Osteoblastların ürettiği kemik matriksi belirli bir kimyasal süreç ile mineralize olarak kemik dokuyu oluştururken, osteoblastlar kemik matriksi üretmeye devam eder. Söz konusu kimyasal süreç ile osteoblast aktivitesi arasında oluşan zaman farkından dolayı, bu iki alan (mineralizasyonun başladığı alan ve osteoblastlar) arasında osteoid olarak adlandırılan bir tabaka oluşur.
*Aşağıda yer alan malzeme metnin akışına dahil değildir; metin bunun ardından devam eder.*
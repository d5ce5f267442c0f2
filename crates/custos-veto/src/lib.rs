//! Custos Veto
//!
//! Time-boxed soft locks on proposed actions. A session opens `Reserved`,
//! a human may veto it until the deadline, a timer expires it afterwards,
//! and the executing agent commits it with the ledger reference.
//!
//! - [`VetoService`]: the state machine, timers and audit trail
//! - [`VetoRepository`]: persistence, in memory or on SQLite
//! - [`state`]: the explicit transition table

#![warn(unreachable_pub)]
#![allow(missing_docs)]

pub mod audit;
pub mod error;
pub mod repository;
pub mod service;
pub mod session;
pub mod sqlite;
pub mod state;
pub mod timer;

pub use audit::{AuditEventType, DecisionAudit, TIMER_ACTOR};
pub use error::{Result, VetoError};
pub use repository::{InMemoryVetoRepository, VetoRepository};
pub use service::{Compensator, VetoConfig, VetoService, VetoServiceBuilder};
pub use session::{OpenParams, VetoSession, VetoStatus};
pub use sqlite::SqliteVetoRepository;
pub use state::{allowed_transitions, validate_transition};

/// Prelude module for common imports
pub mod prelude {
    //! Common imports for working with Custos Veto
    pub use crate::{
        Compensator, OpenParams, VetoError, VetoRepository, VetoService, VetoSession, VetoStatus,
    };
}

/// Version of this crate
pub const VERSION: &str = env!("CARGO_PKG_VERSION");
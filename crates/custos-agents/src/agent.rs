//! Agent capability
//!
//! An agent turns a context (a shipment at risk, an open dispute) into a
//! [`Proposal`], and executes an approved proposal as a saga. Whether and
//! when a proposal is executed is decided by the governed pipeline.

use crate::dispute::Resolution;
use crate::error::Result;
use crate::failover::FailoverResult;
use crate::saga::CompensationRecord;
use async_trait::async_trait;
use custos_core::{
    AgentKind, CarrierId, DisputeId, LedgerHash, Money, OperationKind, ShipmentId,
    SwarmEventKind,
};
use serde::{Deserialize, Serialize};
use std::fmt;

/// What an agent is asked to look at
#[derive(Debug, Clone, PartialEq, Eq, Serialize, Deserialize)]
#[serde(tag = "type", rename_all = "snake_case")]
pub enum AgentContext {
    /// Shipment whose carrier is failing
    Shipment { shipment: ShipmentId, reason: String },
    /// Dispute awaiting a ruling
    Dispute { dispute: DisputeId },
}

impl AgentContext {
    /// Shipment context
    #[must_use]
    pub fn shipment(shipment: impl Into<ShipmentId>, reason: impl Into<String>) -> Self {
        Self::Shipment {
            shipment: shipment.into(),
            reason: reason.into(),
        }
    }

    /// Dispute context
    #[must_use]
    pub fn dispute(dispute: impl Into<DisputeId>) -> Self {
        Self::Dispute {
            dispute: dispute.into(),
        }
    }
}

/// Dispute classification
#[derive(Debug, Clone, Copy, PartialEq, Eq, Hash, Serialize, Deserialize)]
#[serde(rename_all = "snake_case")]
pub enum DisputeOutcome {
    ResolveForInitiator,
    ResolveForRespondent,
    EscalateToHuman,
    RequestMoreEvidence,
}

impl DisputeOutcome {
    /// Stable tag
    #[must_use]
    pub const fn as_str(self) -> &'static str {
        match self {
            Self::ResolveForInitiator => "resolve_for_initiator",
            Self::ResolveForRespondent => "resolve_for_respondent",
            Self::EscalateToHuman => "escalate_to_human",
            Self::RequestMoreEvidence => "request_more_evidence",
        }
    }

    /// Check if the outcome is a ruling an agent can execute
    #[inline]
    #[must_use]
    pub const fn is_ruling(self) -> bool {
        matches!(self, Self::ResolveForInitiator | Self::ResolveForRespondent)
    }
}

impl fmt::Display for DisputeOutcome {
    fn fmt(&self, f: &mut fmt::Formatter<'_>) -> fmt::Result {
        f.write_str(self.as_str())
    }
}

/// The change an agent wants to make
#[derive(Debug, Clone, PartialEq, Serialize, Deserialize)]
#[serde(tag = "type", rename_all = "snake_case")]
pub enum ProposedAction {
    /// Move a shipment to another carrier
    CarrierFailover {
        shipment: ShipmentId,
        from: CarrierId,
        to: CarrierId,
    },
    /// Record a ruling on a dispute
    ResolveDispute {
        dispute: DisputeId,
        respondent: CarrierId,
        outcome: DisputeOutcome,
    },
    /// Nothing the agent may do on its own
    NoAction,
}

/// Why a proposal is routed to a human regardless of policy
#[derive(Debug, Clone, Copy, PartialEq, Eq, Hash, Serialize, Deserialize)]
#[serde(rename_all = "snake_case")]
pub enum EscalationReason {
    /// Confidence between the escalation floor and the auto-resolve threshold
    LowConfidence,
    /// Amount above the agent's autonomous ceiling
    AmountCeiling,
    /// Evidence is too weak to classify
    MoreEvidenceRequired,
    /// Evidence could not be gathered or scored
    EvidenceUnavailable,
    /// No acceptable alternative carrier
    NoAlternative,
}

impl EscalationReason {
    /// Stable tag
    #[must_use]
    pub const fn as_str(self) -> &'static str {
        match self {
            Self::LowConfidence => "low_confidence",
            Self::AmountCeiling => "amount_ceiling",
            Self::MoreEvidenceRequired => "more_evidence_required",
            Self::EvidenceUnavailable => "evidence_unavailable",
            Self::NoAlternative => "no_alternative",
        }
    }
}

impl fmt::Display for EscalationReason {
    fn fmt(&self, f: &mut fmt::Formatter<'_>) -> fmt::Result {
        f.write_str(self.as_str())
    }
}

/// Escalation attached to a proposal
#[derive(Debug, Clone, PartialEq, Eq, Serialize, Deserialize)]
pub struct Escalation {
    pub reason: EscalationReason,
    pub detail: String,
}

impl Escalation {
    /// Create new escalation
    #[inline]
    #[must_use]
    pub fn new(reason: EscalationReason, detail: impl Into<String>) -> Self {
        Self {
            reason,
            detail: detail.into(),
        }
    }
}

/// An agent's proposed action with its provenance
#[derive(Debug, Clone, PartialEq, Serialize, Deserialize)]
pub struct Proposal {
    pub agent: AgentKind,
    pub operation: OperationKind,
    pub action: ProposedAction,
    /// Confidence in `0.0..=1.0`
    pub confidence: f64,
    /// Amount governed
    pub amount: Money,
    /// Idempotency key of the saga that would execute it
    pub business_key: String,
    pub shipment_ref: Option<ShipmentId>,
    pub counterparty_ref: Option<CarrierId>,
    /// Routed to a human before policy is consulted
    pub escalation: Option<Escalation>,
    /// Decision provenance persisted with any veto session
    pub context: serde_json::Value,
}

impl Proposal {
    /// Create new proposal
    #[must_use]
    pub fn new(
        agent: AgentKind,
        operation: OperationKind,
        action: ProposedAction,
        business_key: impl Into<String>,
    ) -> Self {
        Self {
            agent,
            operation,
            action,
            confidence: 0.0,
            amount: Money::ZERO,
            business_key: business_key.into(),
            shipment_ref: None,
            counterparty_ref: None,
            escalation: None,
            context: serde_json::Value::Object(serde_json::Map::new()),
        }
    }

    /// With confidence, clamped to `0.0..=1.0`
    #[inline]
    #[must_use]
    pub fn with_confidence(mut self, confidence: f64) -> Self {
        self.confidence = if confidence.is_nan() {
            0.0
        } else {
            confidence.clamp(0.0, 1.0)
        };
        self
    }

    /// With amount
    #[inline]
    #[must_use]
    pub fn with_amount(mut self, amount: Money) -> Self {
        self.amount = amount;
        self
    }

    /// With shipment reference
    #[inline]
    #[must_use]
    pub fn with_shipment(mut self, shipment: ShipmentId) -> Self {
        self.shipment_ref = Some(shipment);
        self
    }

    /// With counterparty reference
    #[inline]
    #[must_use]
    pub fn with_counterparty(mut self, counterparty: CarrierId) -> Self {
        self.counterparty_ref = Some(counterparty);
        self
    }

    /// With escalation
    #[inline]
    #[must_use]
    pub fn with_escalation(mut self, escalation: Escalation) -> Self {
        self.escalation = Some(escalation);
        self
    }

    /// With provenance
    #[inline]
    #[must_use]
    pub fn with_context(mut self, context: serde_json::Value) -> Self {
        self.context = context;
        self
    }

    /// Check if the proposal can go through policy evaluation
    #[inline]
    #[must_use]
    pub fn is_executable(&self) -> bool {
        self.escalation.is_none() && !matches!(self.action, ProposedAction::NoAction)
    }
}

/// Result of executing a proposal
#[derive(Debug, Clone, PartialEq)]
pub enum Outcome {
    Failover(FailoverResult),
    Resolution(Resolution),
}

impl Outcome {
    /// Check if the saga committed
    #[must_use]
    pub fn success(&self) -> bool {
        match self {
            Self::Failover(result) => result.success,
            Self::Resolution(result) => result.success,
        }
    }

    /// Ledger hash of a committed saga
    #[must_use]
    pub fn ledger_hash(&self) -> Option<&LedgerHash> {
        match self {
            Self::Failover(result) => result.ledger_hash.as_ref(),
            Self::Resolution(result) => result.ledger_hash.as_ref(),
        }
    }

    /// Check if the result came from an earlier run
    #[must_use]
    pub fn idempotent(&self) -> bool {
        match self {
            Self::Failover(result) => result.idempotent,
            Self::Resolution(result) => result.idempotent,
        }
    }

    /// Compensation applied after a ledger failure
    #[must_use]
    pub fn compensation(&self) -> Option<&CompensationRecord> {
        match self {
            Self::Failover(result) => result.compensation.as_ref(),
            Self::Resolution(result) => result.compensation.as_ref(),
        }
    }

    /// Error that caused a rollback
    #[must_use]
    pub fn error(&self) -> Option<&str> {
        match self {
            Self::Failover(result) => result.error.as_deref(),
            Self::Resolution(result) => result.error.as_deref(),
        }
    }

    /// Swarm event announcing this outcome
    #[must_use]
    pub fn completion_event(&self, forced: bool) -> SwarmEventKind {
        match self {
            Self::Failover(result) => SwarmEventKind::FailoverCompleted {
                shipment: result.shipment.clone(),
                from: result.from.clone(),
                to: Some(result.to.clone()),
                success: result.success,
                forced,
            },
            Self::Resolution(result) => SwarmEventKind::DisputeResolved {
                dispute: result.dispute.clone(),
                respondent: result.respondent.clone(),
                in_favor_of_initiator: result.outcome == DisputeOutcome::ResolveForInitiator,
                success: result.success,
            },
        }
    }
}

/// Autonomous agent
#[async_trait]
pub trait Agent: Send + Sync {
    /// Which agent this is
    fn kind(&self) -> AgentKind;

    /// Build a proposal for `context`
    async fn propose(&self, context: &AgentContext) -> Result<Proposal>;

    /// Execute an approved proposal as a saga
    async fn execute(&self, proposal: &Proposal) -> Result<Outcome>;
}

#[cfg(test)]
mod tests {
    use super::*;

    #[test]
    fn confidence_is_clamped() {
        let proposal = Proposal::new(
            AgentKind::Paolo,
            OperationKind::CarrierFailover,
            ProposedAction::NoAction,
            "k",
        );
        assert!((proposal.clone().with_confidence(1.4).confidence - 1.0).abs() < f64::EPSILON);
        assert!(proposal.clone().with_confidence(f64::NAN).confidence.abs() < f64::EPSILON);
        assert!(!proposal.is_executable());
    }

    #[test]
    fn escalated_proposal_is_not_executable() {
        let proposal = Proposal::new(
            AgentKind::Giulia,
            OperationKind::DisputeResolution,
            ProposedAction::ResolveDispute {
                dispute: "DSP-1".into(),
                respondent: "SDA".into(),
                outcome: DisputeOutcome::ResolveForInitiator,
            },
            "dispute:DSP-1",
        )
        .with_escalation(Escalation::new(EscalationReason::AmountCeiling, "€9000.00"));
        assert!(!proposal.is_executable());
    }

    #[test]
    fn context_serializes_with_type_tag() {
        let json = serde_json::to_value(AgentContext::dispute("DSP-9")).unwrap();
        assert_eq!(json["type"], "dispute");
        assert_eq!(json["dispute"], "DSP-9");
    }
}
Osteoid, kemik dokuyu oluşturacak olan organik yapıdır.



Mineralizasyon süreci, anormal kalsifikasyonu önleyen pirofosfat tarafından düzenlenir. Pirofosfat seviyeleri ise NPPI, ANK ve TNAP gibi moleküller tarafından kontrol edilir.  NPPI (Nucleotide pyrophosphatase phosphodiesterase - 1) ve ANK (Ankylosis protein) pirofosfat seviyelerini arttırırken; TNAP (Nonspecific alkaline phosphotase) pirofosfatı yıkar.

Tüm bu yeniden modellenme sürecinin sonucunda yeni kemik doku oluşmuş olur. Yıllar boyu yeniden ve yeniden gerçekleşecek olan bu sürecin sonuçlarının izleri de histolojik yaş tayininde kullanılır.

Detaylı bilgi arayanlar için, bu yazımı yazarken yararlanmış olduğum kaynakların listesini kısa zamanda ekleyeceğim.